L’ufficio federale austriaco che si occupa della valutazione dei giochi per computer e per console (BuPP, Bundesstelle für die Positivprädikatisierung von Computer- und Konsolespielen, sito solo in tedesco) offre ai genitori e alle persone interessate un orientamento e un supporto nell’acquisto di giochi per bambini, assegnando a quelli che ritiene consigliabili un predicato di qualità.

 
 
 

Indicazione del limite d'età minimo per videogiochi e giochi per computer (PEGI)

Classificazioni in base all’età del sistema Pan European Game Information (PEGI)

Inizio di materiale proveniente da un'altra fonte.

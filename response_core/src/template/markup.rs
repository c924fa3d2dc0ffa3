//! Template markup - the tree form of authored response templates.
//!
//! Templates arrive as markup text and are parsed once, at load time, into
//! a [`TemplateNode`] tree the evaluator walks. The dialect is a small XML
//! subset: nested elements, self-closing elements, quoted attributes,
//! comments, and the five standard character entities.

use serde::{Deserialize, Serialize};
use thiserror::Error;

/// Errors from parsing template markup.
#[derive(Debug, Clone, PartialEq, Eq, Error)]
pub enum MarkupError {
    #[error("unexpected end of markup")]
    UnexpectedEnd,

    #[error("malformed tag at offset {offset}")]
    MalformedTag { offset: usize },

    #[error("mismatched closing tag: expected </{expected}>, found </{found}>")]
    MismatchedClose { expected: String, found: String },

    #[error("unexpected closing tag </{found}>")]
    UnexpectedClose { found: String },
}

/// One element in a template tree.
///
/// Tag and attribute names are lowercased at parse time; tag dispatch in
/// the evaluator is therefore case-insensitive by construction.
#[derive(Debug, Clone, PartialEq, Serialize, Deserialize)]
pub struct TemplateNode {
    pub name: String,
    pub attributes: Vec<(String, String)>,
    pub children: Vec<TemplateChild>,
}

/// A child of a template element: literal text or a nested element.
#[derive(Debug, Clone, PartialEq, Serialize, Deserialize)]
pub enum TemplateChild {
    Text(String),
    Element(TemplateNode),
}

impl TemplateNode {
    /// Parse template markup into a tree.
    ///
    /// A single root element becomes the tree root directly; bare text or
    /// multiple top-level items are wrapped in a synthetic `template`
    /// root, so plain-text templates parse fine.
    pub fn parse(markup: &str) -> Result<Self, MarkupError> {
        let mut parser = Parser::new(markup);
        let mut children = parser.parse_children(None)?;

        let only_whitespace_text = children.iter().all(|child| match child {
            TemplateChild::Text(text) => text.trim().is_empty(),
            TemplateChild::Element(_) => true,
        });
        let element_indices: Vec<usize> = children
            .iter()
            .enumerate()
            .filter(|(_, child)| matches!(child, TemplateChild::Element(_)))
            .map(|(index, _)| index)
            .collect();

        if only_whitespace_text && element_indices.len() == 1 {
            if let TemplateChild::Element(root) = children.swap_remove(element_indices[0]) {
                return Ok(root);
            }
        }

        Ok(TemplateNode {
            name: "template".to_string(),
            attributes: Vec::new(),
            children,
        })
    }

    /// Look up an attribute value by (case-insensitive) name.
    pub fn attribute(&self, name: &str) -> Option<&str> {
        self.attributes
            .iter()
            .find(|(attr, _)| attr.eq_ignore_ascii_case(name))
            .map(|(_, value)| value.as_str())
    }

    /// Whether the element has no children at all.
    pub fn is_empty(&self) -> bool {
        self.children.is_empty()
    }
}

struct Parser<'a> {
    chars: Vec<char>,
    pos: usize,
    source: &'a str,
}

impl<'a> Parser<'a> {
    fn new(source: &'a str) -> Self {
        Self {
            chars: source.chars().collect(),
            pos: 0,
            source,
        }
    }

    fn peek(&self) -> Option<char> {
        self.chars.get(self.pos).copied()
    }

    fn starts_with(&self, prefix: &str) -> bool {
        prefix
            .chars()
            .enumerate()
            .all(|(i, c)| self.chars.get(self.pos + i) == Some(&c))
    }

    fn skip_whitespace(&mut self) {
        while self.peek().is_some_and(char::is_whitespace) {
            self.pos += 1;
        }
    }

    /// Parse children until the closing tag of `parent` (or end of input
    /// when `parent` is `None`).
    fn parse_children(
        &mut self,
        parent: Option<&str>,
    ) -> Result<Vec<TemplateChild>, MarkupError> {
        let mut children = Vec::new();

        loop {
            if self.pos >= self.chars.len() {
                return match parent {
                    None => Ok(children),
                    Some(_) => Err(MarkupError::UnexpectedEnd),
                };
            }

            if self.starts_with("<!--") {
                self.skip_comment()?;
            } else if self.starts_with("</") {
                let found = self.parse_close_tag()?;
                return match parent {
                    Some(expected) if expected == found => Ok(children),
                    Some(expected) => Err(MarkupError::MismatchedClose {
                        expected: expected.to_string(),
                        found,
                    }),
                    None => Err(MarkupError::UnexpectedClose { found }),
                };
            } else if self.peek() == Some('<') {
                children.push(TemplateChild::Element(self.parse_element()?));
            } else {
                let text = self.parse_text();
                if !text.is_empty() {
                    children.push(TemplateChild::Text(text));
                }
            }
        }
    }

    fn skip_comment(&mut self) -> Result<(), MarkupError> {
        self.pos += 4;
        while !self.starts_with("-->") {
            if self.pos >= self.chars.len() {
                return Err(MarkupError::UnexpectedEnd);
            }
            self.pos += 1;
        }
        self.pos += 3;
        Ok(())
    }

    fn parse_text(&mut self) -> String {
        let start = self.pos;
        while self.pos < self.chars.len() && self.peek() != Some('<') {
            self.pos += 1;
        }
        let raw: String = self.chars[start..self.pos].iter().collect();
        decode_entities(&raw)
    }

    fn parse_name(&mut self) -> Result<String, MarkupError> {
        let start = self.pos;
        while self
            .peek()
            .is_some_and(|c| c.is_ascii_alphanumeric() || c == '-' || c == '_')
        {
            self.pos += 1;
        }
        if self.pos == start {
            return Err(MarkupError::MalformedTag { offset: self.offset() });
        }
        Ok(self.chars[start..self.pos]
            .iter()
            .collect::<String>()
            .to_ascii_lowercase())
    }

    fn parse_close_tag(&mut self) -> Result<String, MarkupError> {
        self.pos += 2;
        let name = self.parse_name()?;
        self.skip_whitespace();
        if self.peek() != Some('>') {
            return Err(MarkupError::MalformedTag { offset: self.offset() });
        }
        self.pos += 1;
        Ok(name)
    }

    fn parse_element(&mut self) -> Result<TemplateNode, MarkupError> {
        self.pos += 1;
        let name = self.parse_name()?;
        let mut attributes = Vec::new();

        loop {
            self.skip_whitespace();
            match self.peek() {
                Some('>') => {
                    self.pos += 1;
                    let children = self.parse_children(Some(&name))?;
                    return Ok(TemplateNode {
                        name,
                        attributes,
                        children,
                    });
                }
                Some('/') if self.starts_with("/>") => {
                    self.pos += 2;
                    return Ok(TemplateNode {
                        name,
                        attributes,
                        children: Vec::new(),
                    });
                }
                Some(c) if c.is_ascii_alphanumeric() || c == '-' || c == '_' => {
                    attributes.push(self.parse_attribute()?);
                }
                _ => return Err(MarkupError::MalformedTag { offset: self.offset() }),
            }
        }
    }

    fn parse_attribute(&mut self) -> Result<(String, String), MarkupError> {
        let name = self.parse_name()?;
        self.skip_whitespace();
        if self.peek() != Some('=') {
            return Err(MarkupError::MalformedTag { offset: self.offset() });
        }
        self.pos += 1;
        self.skip_whitespace();

        let quote = match self.peek() {
            Some(q @ ('"' | '\'')) => q,
            _ => return Err(MarkupError::MalformedTag { offset: self.offset() }),
        };
        self.pos += 1;

        let start = self.pos;
        while self.peek().is_some_and(|c| c != quote) {
            self.pos += 1;
        }
        if self.peek() != Some(quote) {
            return Err(MarkupError::UnexpectedEnd);
        }
        let raw: String = self.chars[start..self.pos].iter().collect();
        self.pos += 1;

        Ok((name, decode_entities(&raw)))
    }

    fn offset(&self) -> usize {
        // Byte offset is approximate for multibyte input; good enough for
        // pointing a rule author at the problem.
        self.source
            .char_indices()
            .nth(self.pos)
            .map(|(i, _)| i)
            .unwrap_or(self.source.len())
    }
}

fn decode_entities(text: &str) -> String {
    text.replace("&lt;", "<")
        .replace("&gt;", ">")
        .replace("&quot;", "\"")
        .replace("&apos;", "'")
        .replace("&amp;", "&")
}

Il sistema di classificazione PEGI è riconosciuto in tutta Europa e permette di etichettare i giochi in base al limite d’età consigliato e al contenuto. Grazie a queste importanti indicazioni, al momento dell’acquisto i genitori possono verificare se il gioco è adatto all’età del figlio e se il contenuto, le immagini e le funzionalità sono appropriati.

 
 
 

Attuazione del sistema PEGI in Svizzera

 
 

In Svizzera i produttori, importatori e rivenditori di videogiochi hanno adottato volontariamente il sistema PEGI. Nel quadro di quest’autodisciplina, fissata in un codice di condotta (in francese e tedesco) introdotto dalla Swiss Interactive Entertainment Association (SIEA), essi s’impegnano attivamente a proteggere i minori. I rivenditori possono vendere solo giochi con un contrassegno PEGI, devono garantire il controllo dell’età alle casse e limitare la pubblicità di prodotti destinati alla fascia d’età 16+/18+ anni. Qualora all'atto della vendita non venga effettuato il controllo dell'età, il codice di condotta prevede sanzioni che possono arrivare fino all'esclusione dalle forniture. Finora ha aderito a questo codice di condotta settoriale una gran parte dei produttori, degli importatori e dei rivenditori di videogiochi. La lista dei firmatari può essere consultata qui.

 
 
 
 

Necessità d’intervento: distribuzione e giochi online

 
 

Nel campo dei giochi per computer ci sono due ambiti che pongono grandi problemi alla tutela dei minori: da un lato la crescente diffusione e disponibilità di giochi su Internet e smartphone, dall’altro la funzionalità online, ossia la possibilità di giocare tramite Internet con altri utenti (anonimi) in comunità di utenti online .

 

Per questo all’attuale sistema PEGI è stato aggiunto PEGI online. La certificazione dei giochi online mira a ridurre i rischi dell’online gaming. Essa prevede che i produttori di giochi applichino un contrassegno sulla confezione, nel caso in cui il gioco possa essere utilizzato online, e che si impegnino anche a svolgere funzioni di controllo per rimuovere contenuti online inadatti e a istituire organi a cui rivolgersi per reclami. Si sta inoltre valutando come adattare gli attuali sistemi di classificazione per rispondere adeguatamente alle nuove sfide.

 

Insieme all’ISFE (Interactive Software Federation of Europe) il Consiglio d’Europa ha elaborato, sulla base della Convenzione europea sui diritti dell'uomo (CEDU), apposite direttive (in inglese) per coloro che offrono giochi per computer e videogiochi online.

 

Importante: regole chiare da parte dei genitori

I genitori devono essere consapevoli che tutti gli sforzi di regolamentazione sono vani, se i bambini e i giovani possono accedere a giochi online inadatti tramite amici e adulti. È quindi importante attenersi alla classificazione in base all'età, discutere con i figli dei giochi che fanno abitualmente e di quelli che preferiscono, stabilendo regole chiare per il loro utilizzo.